Anthony found a way to take the pain from his life that he covered up with drugs and turn it into enormous growth. His eventual suicide showed that growth alone isn’t enough.
When rapid growth in life takes you so far from what is considered normal, you seek to trade in growth for an ordinary life.
The Boxing Match With The Ocean
The documentary “100 Foot Wave” depicts big wave surfing. The main character in the film gets an email one day from a lover of big waves. He’s based in Portugal and claims there is one stretch of ocean that has the biggest waves he’d ever seen. The beach doesn’t have those California vibes.
When you look out at the ocean from the sand it looks like a boxing match between two huge loch ness monsters is going down. At the top of the hill is a huge cliff face that could easily rip a human body into two. The wipeouts from each wave blend into each other and seem to never end.
We find out later in the movie that this stretch of ocean has a strange layout. There are deep sections and multiple tectonic plates that all meet each other. The result is, enormous waves that come from multiple directions to create one of the deadliest stretches of ocean anywhere in the world. To have a human anywhere in that water is plain stupid.
Big wave surfer Garrett McNamara decides to travel to Portugal and meet his fellow fan of huge waves. Somehow Garrett manages to ride a few of these waves. One session is caught on camera. It looks as though the wave behind him is as tall as the Empire State Building. The photo scores Garrett a world record and the award for riding the biggest wave of that year. It’s recorded as 70-foot high.
70 isn’t a round number. He wants to ride a 100-foot wave. The pain he goes through to do it is tremendous. Other surfers are encouraged by Garrett to come to Portugal.
Several of them nearly drown.
Riding the wave is the easy bit, thanks to the help of a jet ski. But once the wave ends in a white, foamy, wipeout, the surfer is dragged under the water for several minutes until a jet ski can come and rescue them, assuming the jet ski doesn’t capsize due to the same enormous waves.
Garrett faces several major accidents in a row after his 70-foot wave. His wife and two young kids watch in horror. By this point he’s one of the oldest surfers still competing. The pain of his injuries doesn’t stop him.
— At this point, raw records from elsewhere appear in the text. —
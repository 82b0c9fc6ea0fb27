//! End-to-end planning and execution tests

use std::cell::RefCell;
use std::sync::Arc;

use ctplan_core::{
    describe_to_string, Complex64, Direction, Plan, PlannerConfig, Search, Solver,
    TransformProblem,
};
use ctplan_kernels::direct::dft_strided;
use ctplan_kernels::{DifKernel, DitKernel};
use ctplan_planner::{solve, CtSolver, DirectSolver, Planner};
use ctplan_twiddle::TwiddleProvider;

fn config(radices: &[usize], dif: &[usize]) -> PlannerConfig {
    PlannerConfig {
        radices: radices.to_vec(),
        dif_radices: dif.to_vec(),
        twiddle_cap_bytes: 16 * 1024 * 1024,
        memoize: true,
    }
}

fn signal(len: usize) -> Vec<Complex64> {
    (0..len)
        .map(|i| {
            let t = i as f64;
            Complex64::new((0.7 * t).sin() + 0.1 * t, (1.3 * t).cos())
        })
        .collect()
}

/// Plan, execute and compare against the direct DFT; returns the max error.
fn max_error(planner: &Planner, problem: &TransformProblem) -> f64 {
    let mut plan = planner.plan(problem).expect("no plan");
    let (in_len, out_len) = plan.extents();
    let input = signal(in_len);
    let mut output = vec![Complex64::default(); out_len];

    plan.awake(true).expect("awake failed");
    solve(plan.as_ref(), &input, &mut output).expect("solve failed");
    plan.awake(false).expect("sleep failed");

    let d = problem.dim().expect("rank-1 problem");
    let (vl, ivs, ovs) = problem.batch();
    let mut expected = vec![Complex64::default(); out_len];
    for v in 0..vl {
        dft_strided(
            &input[v * ivs..],
            d.is,
            &mut expected[v * ovs..],
            d.os,
            d.n,
            problem.direction,
        )
        .expect("reference failed");
    }

    let mut worst = 0.0_f64;
    for v in 0..vl {
        for k in 0..d.n {
            let idx = v * ovs + k * d.os;
            worst = worst.max((output[idx] - expected[idx]).norm());
        }
    }
    worst
}

/// Search stub handing back a direct leaf and recording what it was asked.
#[derive(Default)]
struct LeafSearch {
    asked: RefCell<Vec<TransformProblem>>,
}

impl Search for LeafSearch {
    fn plan_for(&self, problem: &TransformProblem) -> Option<Box<dyn Plan>> {
        self.asked.borrow_mut().push(problem.clone());
        DirectSolver::new().try_build(problem, self)
    }
}

#[test]
fn test_radix_three_over_size_four_leaf() {
    let provider = TwiddleProvider::new(1 << 20);
    let solver = CtSolver::new(Arc::new(DitKernel::new(3)), "ct-dit", provider);
    let problem = TransformProblem::new_1d(12, 1, 1);
    assert!(solver.is_applicable(&problem));

    let search = LeafSearch::default();
    let plan = solver.try_build(&problem, &search).expect("plan expected");

    let asked = search.asked.borrow();
    assert_eq!(asked.len(), 1);
    assert_eq!(asked[0].size(), 4);
    assert!((plan.cost() - 13.1).abs() < 1e-9);
    assert!(!plan.is_awake());
}

#[test]
fn test_non_divisor_radix_is_rejected() {
    let provider = TwiddleProvider::new(1 << 20);
    let solver = CtSolver::new(Arc::new(DitKernel::new(5)), "ct-dit", provider);
    let problem = TransformProblem::new_1d(12, 1, 1);
    assert!(!solver.is_applicable(&problem));

    let search = LeafSearch::default();
    assert!(solver.try_build(&problem, &search).is_none());
    assert!(search.asked.borrow().is_empty());
}

#[test]
fn test_description_shows_strides_and_batch() {
    let planner = Planner::from_config(&config(&[3], &[])).unwrap();
    let plan = planner
        .plan(&TransformProblem::new_1d(12, 2, 1))
        .expect("no plan");
    assert_eq!(
        describe_to_string(plan.as_ref()),
        "(ct-dit-3/12/is=2/os=1 (dft-direct-4-x3))"
    );

    let batched = TransformProblem::new_1d(12, 1, 1).with_batch(5, 12, 12);
    let plan = planner.plan(&batched).expect("no plan");
    assert_eq!(
        describe_to_string(plan.as_ref()),
        "(ct-dit-3/12-x5 (dft-direct-4-x3))"
    );
}

#[test]
fn test_default_planner_matches_direct_dft() {
    let planner = Planner::from_config(&PlannerConfig::default()).unwrap();
    for n in [1, 2, 3, 4, 5, 6, 8, 12, 16, 30, 60, 64, 100, 128, 210, 243, 256, 1024] {
        let err = max_error(&planner, &TransformProblem::new_1d(n, 1, 1));
        assert!(err < 1e-9 * n as f64, "n={n}: max error {err}");
    }
}

#[test]
fn test_radix_two_chain_matches_direct_dft() {
    let planner = Planner::from_config(&config(&[2], &[])).unwrap();
    for n in [2, 4, 8, 16, 32, 64, 128] {
        let err = max_error(&planner, &TransformProblem::new_1d(n, 1, 1));
        assert!(err < 1e-9 * n as f64, "n={n}: max error {err}");
    }
}

#[test]
fn test_strided_and_batched_problems() {
    let planner = Planner::from_config(&PlannerConfig::default()).unwrap();
    let cases = [
        TransformProblem::new_1d(12, 3, 1),
        TransformProblem::new_1d(16, 1, 2),
        TransformProblem::new_1d(24, 2, 5),
        TransformProblem::new_1d(8, 1, 1).with_batch(4, 8, 8),
        TransformProblem::new_1d(6, 4, 4).with_batch(4, 1, 1),
        TransformProblem::new_1d(36, 1, 3).with_batch(3, 40, 110),
    ];
    for p in &cases {
        let err = max_error(&planner, p);
        assert!(err < 1e-8, "{p}: max error {err}");
    }
}

#[test]
fn test_dif_only_planner() {
    let planner = Planner::from_config(&config(&[], &[2, 3, 4])).unwrap();
    let plan = planner
        .plan(&TransformProblem::new_1d(48, 1, 1))
        .expect("no plan");
    assert!(describe_to_string(plan.as_ref()).starts_with("(ct-dif-"));

    for n in [4, 12, 48, 64, 96] {
        let err = max_error(&planner, &TransformProblem::new_1d(n, 1, 2));
        assert!(err < 1e-9 * n as f64, "n={n}: max error {err}");
    }
}

#[test]
fn test_mixed_dit_dif_planner() {
    let planner = Planner::from_config(&config(&[2, 3, 5], &[4, 8])).unwrap();
    for n in [40, 60, 120, 360] {
        let p = TransformProblem::new_1d(n, 1, 1).with_batch(2, n, n);
        let err = max_error(&planner, &p);
        assert!(err < 1e-9 * n as f64, "n={n}: max error {err}");
    }
}

#[test]
fn test_inverse_undoes_forward_up_to_scale() {
    let planner = Planner::from_config(&PlannerConfig::default()).unwrap();
    let n = 60;
    let fwd_problem = TransformProblem::new_1d(n, 1, 1);
    let inv_problem = fwd_problem.clone().with_direction(Direction::Inverse);

    let mut fwd = planner.plan(&fwd_problem).unwrap();
    let mut inv = planner.plan(&inv_problem).unwrap();
    fwd.awake(true).unwrap();
    inv.awake(true).unwrap();

    let x = signal(n);
    let mut spectrum = vec![Complex64::default(); n];
    let mut back = vec![Complex64::default(); n];
    solve(fwd.as_ref(), &x, &mut spectrum).unwrap();
    solve(inv.as_ref(), &spectrum, &mut back).unwrap();

    for (a, b) in x.iter().zip(&back) {
        assert!((*a * n as f64 - *b).norm() < 1e-9);
    }
}

#[test]
fn test_hand_assembled_solvers() {
    let provider = TwiddleProvider::new(1 << 20);
    let mut planner = Planner::new(provider.clone());
    planner.register(Box::new(CtSolver::new(
        Arc::new(DifKernel::new(5)),
        "dif5",
        provider.clone(),
    )));
    planner.register(Box::new(DirectSolver::with_max_size(5)));

    let plan = planner.plan(&TransformProblem::new_1d(25, 1, 1)).unwrap();
    assert_eq!(
        describe_to_string(plan.as_ref()),
        "(dif5-5/25 (dif5-5/5/is=1/os=5-x5 (dft-direct-1-x5)))"
    );
    // Above the leaf cap nothing but the radix-5 stage can help.
    assert!(planner.plan(&TransformProblem::new_1d(7, 1, 1)).is_err());
    assert_eq!(planner.solver_names(), vec!["dif5", "dft-direct"]);
    assert!(max_error(&planner, &TransformProblem::new_1d(25, 1, 1)) < 1e-9);
}

#[test]
fn test_plan_report_serializes() {
    let planner = Planner::from_config(&config(&[3], &[])).unwrap();
    let problem = TransformProblem::new_1d(12, 1, 1);
    let plan = planner.plan(&problem).unwrap();
    let report = ctplan_planner::PlanReport::new(&problem, plan.as_ref()).unwrap();

    let value: serde_json::Value =
        serde_json::from_str(&report.to_json().unwrap()).expect("valid json");
    assert_eq!(value["description"], "(ct-dit-3/12 (dft-direct-4-x3))");
    assert_eq!(value["depth"], 1);
    assert_eq!(
        value["fingerprint"].as_str().unwrap(),
        ctplan_planner::fingerprint(plan.as_ref()).short()
    );
}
He uses that pain to fuel his growth in the sport for many more years. There is a scene towards the end where he gets to tackle the giant waves of the Portugal sea again as a 50-something-year-old. Another close call happens. Somehow he makes it out alive. By this point he no longer fears the ocean or death (this is a bug, not a feature).
Pain takes him a long way towards his goals. This time I can’t help but think pain can fuel your growth although there is a ceiling. There comes a point where the real possibility of death needs to be prioritized over growth.
Takeaway
Pain can help us grow beyond our setbacks. Pain is one of the best motivators there is — it has helped me go far beyond my limitations. What Anthony Bourdain and Garrett McNamara teach us is not to take it too far.
Too much growth can become a disregard for the severity of death and what that does to the ones we love after we die.